It's a bit disappointing, since I keep getting brand new boxes with
brand new BIOSen, but keep hitting this rule.
AFAICS it's a buggy check, since it continues to needlessly blacklist
working boxes.
My proposal is quite simple: "something that works" -- the current
solution obviously does not.
Jeff
On Thursday 05 October 2006 19:43, Jeff Garzik wrote:
> Andi Kleen wrote:
> > On Thursday 05 October 2006 19:17, Jeff Garzik wrote:
> >
> >> Does this fix the following issue:
> >>
> >> PCI: BIOS Bug: MCFG area at e0000000 is not E820-reserved
> >> PCI: Not using MMCONFIG.
> >>
> >> 100% of my x86-64 boxes, AMD or Intel, print this message. And 100% of
> >> them work just fine with MMCONFIG.
> >
> > No.
> >
> > But it isn't really a issue. Basically everything[1] will work fine anyways.
> >
> > [1] Only thing you're missing AFAIK is PCI Extended Error Reporting.
>
> Not really true, I have some cards which have >256 bytes of config space.
Yes for advanced error handling (which we only support in a few drivers
right now) I'm not aware of any card that uses it for anything else. Do you
have evidence of that?
> >> I think this rule is far too drastic for real life.
> >
> > If you have a better proposal please share. I tried a few others, but none
> > of them could handle all the buggy Intel 9x5 boards that hang on any
> > mmconfig access (so the "try the first few busses" check already hangs)
> >
> > Originally I thought
> > DMI blacklisting would work, but it's on too many systems for that
> > (and Linus rightfully hated it anyways). ACPI checks also didn't work.
> > I don't know of any others.
>
> It's a bit disappointing, since I keep getting brand new boxes with
> brand new BIOSen, but keep hitting this rule.
A lot of new boxes are actually buggy due to a common Intel reference
BIOS bug. There are also a couple of other quirks there.
I suppose it'll only become better once Windows starts using MCFG.
> My proposal is quite simple: "something that works" -- the current
> solution obviously does not.
If you have a patch that works with all known BIOS bugs (including Mac Mini,
a random Intel 975 board and a Asus AMD K8 board with PCI Express) please share it.
-Andi
Andi Kleen wrote:
> On Thursday 05 October 2006 19:43, Jeff Garzik wrote:
>> Andi Kleen wrote:
>>> On Thursday 05 October 2006 19:17, Jeff Garzik wrote:
>>>
>>>> Does this fix the following issue:
>>>>
>>>> PCI: BIOS Bug: MCFG area at e0000000 is not E820-reserved
>>>> PCI: Not using MMCONFIG.
>>>>
>>>> 100% of my x86-64 boxes, AMD or Intel, print this message. And 100% of
>>>> them work just fine with MMCONFIG.
>>> No.
>>>
>>> But it isn't really a issue. Basically everything[1] will work fine anyways.
>>>
>>> [1] Only thing you're missing AFAIK is PCI Extended Error Reporting.

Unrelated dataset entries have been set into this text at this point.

//! Comparing corpora by the share of their tokens each word makes up
//!
//! Counts are normalized per group, then joined on token. A token a group never used has no
//! proportion in that group: `None`, which is not the same as zero and is never turned into zero.
//! Metrics built on the comparison skip such tokens.
use std::io::{self, Write};

use count::FrequencyTable;
use farm::{FarmMap, new_farm};

/// Share of one group's tokens taken up by one token
#[derive(Debug, Clone, PartialEq)]
pub struct ProportionRow {
    pub token: String,
    pub proportion: f64,
    pub group_label: String,
}

/// Normalize counts by the table's total. An empty table has no proportions.
///
/// The table must hold a single group; split grouped tables with `FrequencyTable::for_group`
/// first, as `pipeline::compare_sources` does.
pub fn proportions(table: &FrequencyTable, label: &str) -> Vec<ProportionRow> {
    debug_assert!(table.groups().len() <= 1,
                  "proportions of {:?} mix {} groups", label, table.groups().len());
    let total = table.total() as f64;
    table.rows().iter()
        .map(|row| ProportionRow {
            token: row.token.clone(),
            proportion: row.count as f64 / total,
            group_label: label.to_string(),
        })
        .collect()
}

/// One token across every compared group
#[derive(Debug, Clone, PartialEq)]
pub struct ComparisonRow {
    pub token: String,
    /// One entry per label, in the order of `ComparisonTable::labels`
    pub proportions: Vec<Option<f64>>,
}

impl ComparisonRow {
    /// |a - b|, or None if either group lacks the token
    pub fn abs_difference(&self, a: usize, b: usize) -> Option<f64> {
        match (self.proportions.get(a).cloned().and_then(|p| p),
               self.proportions.get(b).cloned().and_then(|p| p)) {
            (Some(pa), Some(pb)) => Some((pa - pb).abs()),
            _ => None,
        }
    }
}

/// A reference group against one other group, one row per token
#[derive(Debug, Clone, PartialEq)]
pub struct PairedRow {
    pub token: String,
    pub proportion_a: Option<f64>,
    pub proportion_b: Option<f64>,
    /// Label of the group `proportion_b` belongs to
    pub group_label: String,
}

/// Pearson correlation between two groups' proportions
#[derive(Debug, Clone, Copy, PartialEq)]
pub struct Correlation {
    pub r: f64,
    /// How many tokens both groups share, i.e. the sample size
    pub n: usize,
}

/// Proportions of every group, outer-joined on token
#[derive(Debug, Clone, PartialEq, Default)]
pub struct ComparisonTable {
    labels: Vec<String>,
    rows: Vec<ComparisonRow>,
}

/// Join the groups' proportions. Tokens are ordered by first appearance, scanning the groups in
/// the order given. Every table must hold a single group (see `proportions`).
pub fn compare(groups: &[(&str, &FrequencyTable)]) -> ComparisonTable {
    let width = groups.len();
    let mut positions: FarmMap<String, usize> = new_farm();
    let mut rows: Vec<ComparisonRow> = vec![];
    for (column, &(label, table)) in groups.iter().enumerate() {
        for prop in proportions(table, label) {
            let at = match positions.get(&prop.token) {
                Some(&at) => at,
                None => {
                    positions.insert(prop.token.clone(), rows.len());
                    rows.push(ComparisonRow { token: prop.token, proportions: vec![None; width] });
                    rows.len() - 1
                }
            };
            rows[at].proportions[column] = Some(prop.proportion);
        }
    }
    info!("Compared {} groups over {} tokens", width, rows.len());
    ComparisonTable {
        labels: groups.iter().map(|&(label, _)| label.to_string()).collect(),
        rows: rows,
    }
}

impl ComparisonTable {
    pub fn labels(&self) -> &[String] {
        &self.labels
    }

    pub fn rows(&self) -> &[ComparisonRow] {
        &self.rows
    }

    pub fn column(&self, label: &str) -> Option<usize> {
        self.labels.iter().position(|l| l == label)
    }

    pub fn get(&self, token: &str) -> Option<&ComparisonRow> {
        self.rows.iter().find(|r| r.token == token)
    }

    /// Long form: the reference group beside each other group in turn. Rows where neither side
    /// has the token are left out.
    pub fn against(&self, reference: &str) -> Option<Vec<PairedRow>> {
        let a = self.column(reference)?;
        let mut paired = vec![];
        for (b, label) in self.labels.iter().enumerate().filter(|&(b, _)| b != a) {
            for row in &self.rows {
                let (pa, pb) = (row.proportions[a], row.proportions[b]);
                if pa.is_none() && pb.is_none() {
                    continue;
                }
                paired.push(PairedRow {
                    token: row.token.clone(),
                    proportion_a: pa,
                    proportion_b: pb,
                    group_label: label.clone(),
                });
            }
        }
        Some(paired)
    }

    /// Pearson's r over the tokens both groups have. None if a label is unknown, fewer than two
    /// tokens are shared, or either side has no variance.
    pub fn correlation(&self, a: &str, b: &str) -> Option<Correlation> {
        let (a, b) = (self.column(a)?, self.column(b)?);
        let pairs: Vec<(f64, f64)> = self.rows.iter()
            .filter_map(|row| match (row.proportions[a], row.proportions[b]) {
                (Some(x), Some(y)) => Some((x, y)),
                _ => None,
            })
            .collect();
        let n = pairs.len();
        if n < 2 {
            return None;
        }
        let mean_x = pairs.iter().map(|p| p.0).sum::<f64>() / n as f64;
        let mean_y = pairs.iter().map(|p| p.1).sum::<f64>() / n as f64;
        let (mut cov, mut var_x, mut var_y) = (0.0, 0.0, 0.0);
        for &(x, y) in &pairs {
            cov += (x - mean_x) * (y - mean_y);
            var_x += (x - mean_x) * (x - mean_x);
            var_y += (y - mean_y) * (y - mean_y);
        }
        if var_x == 0.0 || var_y == 0.0 {
            return None;
        }
        Some(Correlation { r: cov / (var_x * var_y).sqrt(), n: n })
    }
}

/// Tab separated long form; missing proportions are written as `NA`
pub fn write_paired_tsv<W: Write>(rows: &[PairedRow], mut out: W) -> io::Result<()> {
    fn cell(p: Option<f64>) -> String {
        p.map(|p| p.to_string()).unwrap_or_else(|| "NA".to_string())
    }
    writeln!(out, "token\tproportion_a\tproportion_b\tgroup")?;
    for row in rows {
        writeln!(out, "{}\t{}\t{}\t{}",
                 row.token, cell(row.proportion_a), cell(row.proportion_b), row.group_label)?;
    }
    Ok(())
}

#[cfg(test)]
mod tests {
    use super::*;
    use count::{count, Grouping};
    use document::{Document, SourceId};
    use tokenize::{Tokenizer, Unit};

    fn table(text: &str) -> FrequencyTable {
        let docs = vec![Document::anonymous(text)];
        count(Tokenizer::new(Unit::Word).tokenize(&docs), Grouping::Overall)
    }

    #[test]
    fn proportions_sum_to_one() {
        let props = proportions(&table("a a b c"), "x");
        assert_eq!(props[0], ProportionRow { token: "a".into(), proportion: 0.5, group_label: "x".into() });
        let sum: f64 = props.iter().map(|p| p.proportion).sum();
        assert!((sum - 1.0).abs() < 1e-12);
    }

    #[test]
    fn missing_is_not_zero() {
        let austen = table("miss miss lady");
        let wells = table("time miss");
        let both = compare(&[("austen", &austen), ("wells", &wells)]);
        assert_eq!(both.labels(), &["austen".to_string(), "wells".to_string()]);
        let miss = both.get("miss").unwrap();
        assert!(miss.proportions.iter().all(Option::is_some));
        let lady = both.get("lady").unwrap();
        assert_eq!(lady.proportions, vec![Some(1.0 / 3.0), None]);
        assert_eq!(lady.abs_difference(0, 1), None);
        assert_eq!(both.get("time").unwrap().proportions, vec![None, Some(0.5)]);
        let diff = miss.abs_difference(0, 1).unwrap();
        assert!((diff - (2.0 / 3.0 - 0.5)).abs() < 1e-12);
    }

    #[test]
    fn paired_rows_against_reference() {
        let a = table("x y");
        let b = table("y z");
        let c = table("x");
        let paired = compare(&[("a", &a), ("b", &b), ("c", &c)]).against("a").unwrap();
        let for_b: Vec<&PairedRow> = paired.iter().filter(|r| r.group_label == "b").collect();
        assert_eq!(for_b.len(), 3);
        assert_eq!(for_b[0].token, "x");
        assert_eq!(for_b[0].proportion_b, None);
        // neither a nor c has "z"
        let for_c: Vec<&str> = paired.iter()
            .filter(|r| r.group_label == "c")
            .map(|r| r.token.as_str())
            .collect();
        assert_eq!(for_c, vec!["x", "y"]);
        assert!(compare(&[("a", &a)]).against("nobody").is_none());
    }

    #[test]
    fn identical_distributions_correlate_perfectly() {
        let a = table("p p p q q r");
        let b = table("p p p q q r r r r");
        let both = compare(&[("a", &a), ("a2", &a), ("b", &b)]);
        let same = both.correlation("a", "a2").unwrap();
        assert!((same.r - 1.0).abs() < 1e-9);
        assert_eq!(same.n, 3);
        let other = both.correlation("a", "b").unwrap();
        assert!(other.r < 1.0);
        assert!(both.correlation("a", "zzz").is_none());
    }

    #[test]
    #[cfg(debug_assertions)]
    #[should_panic(expected = "mix 2 groups")]
    fn grouped_tables_must_be_split_first() {
        let docs = vec![
            Document::new(Some("a".into()), "whale sea"),
            Document::new(Some("b".into()), "whale"),
        ];
        let grouped = count(Tokenizer::new(Unit::Word).tokenize(&docs), Grouping::BySource);
        proportions(&grouped, "both");
    }

    #[test]
    fn split_groups_normalize_apart() {
        let docs = vec![
            Document::new(Some("a".into()), "whale sea"),
            Document::new(Some("b".into()), "whale"),
        ];
        let grouped = count(Tokenizer::new(Unit::Word).tokenize(&docs), Grouping::BySource);
        let a = grouped.for_group(Some(&SourceId::from("a")));
        let b = grouped.for_group(Some(&SourceId::from("b")));
        let both = compare(&[("a", &a), ("b", &b)]);
        assert_eq!(both.get("whale").unwrap().proportions, vec![Some(0.5), Some(1.0)]);
    }

    #[test]
    fn too_little_overlap_has_no_correlation() {
        let a = table("p q");
        let b = table("q r");
        assert!(compare(&[("a", &a), ("b", &b)]).correlation("a", "b").is_none());
    }

    #[test]
    fn tsv_marks_missing_values() {
        let rows = vec![PairedRow {
            token: "lady".into(),
            proportion_a: Some(0.25),
            proportion_b: None,
            group_label: "wells".into(),
        }];
        let mut out = vec![];
        write_paired_tsv(&rows, &mut out).unwrap();
        assert_eq!(String::from_utf8(out).unwrap(),
                   "token\tproportion_a\tproportion_b\tgroup\nlady\t0.25\tNA\twells\n");
    }
}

>> Not really true, I have some cards which have >256 bytes of config space.
>
> Yes for advanced error handling (which we only support in a few drivers
> right now) I'm not aware of any card that uses it for anything else. Do you
> have evidence of that?
I need it to access chip-specific configuration registers on a PCI
Express card. It's under NDA so that's all I can say.
This will become more common as PCI Express becomes more common, as
well. It's largely only luck that we haven't run into more cases like
this. Most PCI-Ex devices, like most PCI devices, just don't need a
whole lot of PCI configuration space.
>>>> I think this rule is far too drastic for real life.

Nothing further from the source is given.